If only you could get a sneak peek into the future and get a list of the top 10 skills for 2025…
Skills that wouldn’t go obsolete; in fact, their demand would only grow. Skills that could offer you a lucrative career with a relatively small learning curve.
If only…
Sadly no prizes for guessing correctly, but that’s exactly what you’re going to get from this blog! Get ready to add a few items on your New Year's resolutions because these are some skills you cannot ignore if growth is your goal for 2025:
1. Artificial Intelligence
AI has taken over marketing, content creation, videos, copywriting, pictures, mail, coding — almost everything! So, if you haven’t yet explored AI, you’re sleeping on career progression. It’s the first skill we recommend for a good reason! Start simple with productivity tools and picking up the most common AI tools that can simplify your professional journey. For instance, if you are a writer and ChatGPT feels like a threat, it’s time to do some learning about how to utilize its potential in research and brainstorming. For designers, Midjourney can cut a lot of planning time if they learn prompt engineering well. Skeptical about AI in general? Look at ethics and compliance skills for AI and help shape our future for the better.

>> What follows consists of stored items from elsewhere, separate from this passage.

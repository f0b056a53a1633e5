//! Process-wide logging bootstrap.
//!
//! # Responsibility
//! - Start size-rotated file logging once per process.
//! - Log panics as sanitized, single-line events.
//!
//! # Invariants
//! - Re-initializing with identical settings is a no-op.
//! - Re-initializing with a different level or directory is rejected.
//! - Initialization never panics.
//! - Events are `key=value` metadata; person fields are never logged.

use flexi_logger::{Cleanup, Criterion, FileSpec, Logger, LoggerHandle, Naming, WriteMode};
use log::{error, info};
use once_cell::sync::OnceCell;
use std::error::Error;
use std::fmt::{Display, Formatter};
use std::path::{Path, PathBuf};

const LOG_FILE_BASENAME: &str = "classbook";
const MAX_LOG_FILE_SIZE_BYTES: u64 = 5 * 1024 * 1024;
const MAX_LOG_FILES: usize = 3;
const MAX_PANIC_PAYLOAD_CHARS: usize = 160;

static LOGGING_STATE: OnceCell<LoggingState> = OnceCell::new();
static PANIC_HOOK_INSTALLED: OnceCell<()> = OnceCell::new();

struct LoggingState {
    level: &'static str,
    log_dir: PathBuf,
    _logger: LoggerHandle,
}

#[derive(Debug)]
pub enum LoggingError {
    UnsupportedLevel(String),
    RelativeLogDir(PathBuf),
    CreateDir { path: PathBuf, source: std::io::Error },
    Backend(String),
    /// Logging is already running with different settings.
    AlreadyInitialized { level: &'static str, log_dir: PathBuf },
}

impl Display for LoggingError {
    fn fmt(&self, f: &mut Formatter<'_>) -> std::fmt::Result {
        match self {
            Self::UnsupportedLevel(level) => write!(
                f,
                "unsupported log level `{level}`; expected trace|debug|info|warn|error"
            ),
            Self::RelativeLogDir(path) => {
                write!(f, "log_dir must be an absolute path, got `{}`", path.display())
            }
            Self::CreateDir { path, source } => {
                write!(f, "failed to create log directory `{}`: {source}", path.display())
            }
            Self::Backend(message) => write!(f, "failed to start logger: {message}"),
            Self::AlreadyInitialized { level, log_dir } => write!(
                f,
                "logging already initialized with level `{level}` at `{}`; refusing to switch",
                log_dir.display()
            ),
        }
    }
}

impl Error for LoggingError {
    fn source(&self) -> Option<&(dyn Error + 'static)> {
        match self {
            Self::CreateDir { source, .. } => Some(source),
            _ => None,
        }
    }
}

/// Starts file logging at `level` into `log_dir`.
///
/// # Errors
/// - `UnsupportedLevel` for anything but trace|debug|info|warn|error.
/// - `RelativeLogDir` when `log_dir` is not absolute.
/// - `AlreadyInitialized` when a different configuration is active.
pub fn init_logging(level: &str, log_dir: &Path) -> Result<(), LoggingError> {
    let level = normalize_level(level)?;
    if !log_dir.is_absolute() {
        return Err(LoggingError::RelativeLogDir(log_dir.to_path_buf()));
    }

    let state = LOGGING_STATE.get_or_try_init(|| start_logger(level, log_dir))?;
    if state.level != level || state.log_dir != log_dir {
        return Err(LoggingError::AlreadyInitialized {
            level: state.level,
            log_dir: state.log_dir.clone(),
        });
    }
    Ok(())
}

fn start_logger(level: &'static str, log_dir: &Path) -> Result<LoggingState, LoggingError> {
    std::fs::create_dir_all(log_dir).map_err(|source| LoggingError::CreateDir {
        path: log_dir.to_path_buf(),
        source,
    })?;

    let logger = Logger::try_with_str(level)
        .map_err(|err| LoggingError::Backend(err.to_string()))?
        .log_to_file(
            FileSpec::default()
                .directory(log_dir)
                .basename(LOG_FILE_BASENAME),
        )
        .rotate(
            Criterion::Size(MAX_LOG_FILE_SIZE_BYTES),
            Naming::Numbers,
            Cleanup::KeepLogFiles(MAX_LOG_FILES),
        )
        .write_mode(WriteMode::BufferAndFlush)
        .append()
        .format_for_files(flexi_logger::detailed_format)
        .start()
        .map_err(|err| LoggingError::Backend(err.to_string()))?;

    install_panic_hook_once();
    info!(
        "event=app_start module=logging status=ok platform={} level={level} version={}",
        std::env::consts::OS,
        env!("CARGO_PKG_VERSION")
    );

    Ok(LoggingState {
        level,
        log_dir: log_dir.to_path_buf(),
        _logger: logger,
    })
}

/// Active `(level, log_dir)`, if logging has started.
pub fn logging_status() -> Option<(&'static str, PathBuf)> {
    LOGGING_STATE
        .get()
        .map(|state| (state.level, state.log_dir.clone()))
}

/// `debug` in debug builds, `info` in release builds.
pub fn default_log_level() -> &'static str {
    if cfg!(debug_assertions) {
        "debug"
    } else {
        "info"
    }
}

fn normalize_level(level: &str) -> Result<&'static str, LoggingError> {
    match level.trim().to_ascii_lowercase().as_str() {
        "trace" => Ok("trace"),
        "debug" => Ok("debug"),
        "info" => Ok("info"),
        "warn" | "warning" => Ok("warn"),
        "error" => Ok("error"),
        _ => Err(LoggingError::UnsupportedLevel(level.to_string())),
    }
}

fn install_panic_hook_once() {
    if PANIC_HOOK_INSTALLED.set(()).is_err() {
        return;
    }

    let previous_hook = std::panic::take_hook();
    std::panic::set_hook(Box::new(move |panic_info| {
        let location = panic_info
            .location()
            .map(|loc| format!("{}:{}", loc.file(), loc.line()))
            .unwrap_or_else(|| "unknown".to_string());
        let payload = panic_info
            .payload()
            .downcast_ref::<&str>()
            .map(|message| (*message).to_string())
            .or_else(|| panic_info.payload().downcast_ref::<String>().cloned())
            .unwrap_or_else(|| "non-string panic payload".to_string());
        error!(
            "event=panic_captured module=logging status=error location={location} payload={}",
            sanitize_message(&payload, MAX_PANIC_PAYLOAD_CHARS)
        );
        previous_hook(panic_info);
    }));
}

/// Flattens to one line and caps at `max_chars`.
pub(crate) fn sanitize_message(value: &str, max_chars: usize) -> String {
    let normalized = value.replace(['\n', '\r'], " ");
    let mut truncated = normalized.chars().take(max_chars).collect::<String>();
    if normalized.chars().count() > max_chars {
        truncated.push_str("...");
    }
    truncated
}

And honestly, there’s a good chance that an AI tool already exists to make that job easier for you!
2. Data engineering
Artificial intelligence works because of data sets. It requires data to finetune its outputs and get more intelligent, efficient, and unbiased every day. Learning data engineering prepares you for the present and the future. We’re talking data collection, storage, and analytics. Data is a vast realm of skills you can get into today and reap the fruits of that labor pretty quickly. Data analytics, prediction, and engineering are likely to grow in prominence, and while many industries feel threatened by AI, this one is clearly not going anywhere. In fact, the more AI grows, the better.
3. AR & VR
Augmented reality (AR) and virtual reality (VR) — you've probably already heard these terms tossed around over the last ten years. One imposes virtual on real life (AR), and the other makes the virtual world as immersive of an experience as possible (VR). Think of apps that allow you to try clothes on or star-mapping software that lets you point a camera on to the night sky while your screen detects names of the celestial objects in real time. Those are both examples of augmented reality, imposing virtual information on real life.
Virtual reality is when you’re playing a game on your screen, and the headsets utilize an interface that makes it seem as though you are in the game. AR/VR has huge applications in the entertainment, healthcare, fashion, and beauty spaces. While it does require more than a basic knowledge of programming and some highly specialized interface and web development tools, there are near infinite applications for it, particularly in training.
4. UI/UX
Maybe you want to start by learning a new hard skill that doesn’t require existing intensive knowledge of programming languages and APIs. Most businesses today have at least a simple website or app, if nothing else. To ensure these apps and websites resonate with their consumers, they need to work on two very important things: user experience and user interface. That’s where UI (user interface) and UX (user experience) comes in.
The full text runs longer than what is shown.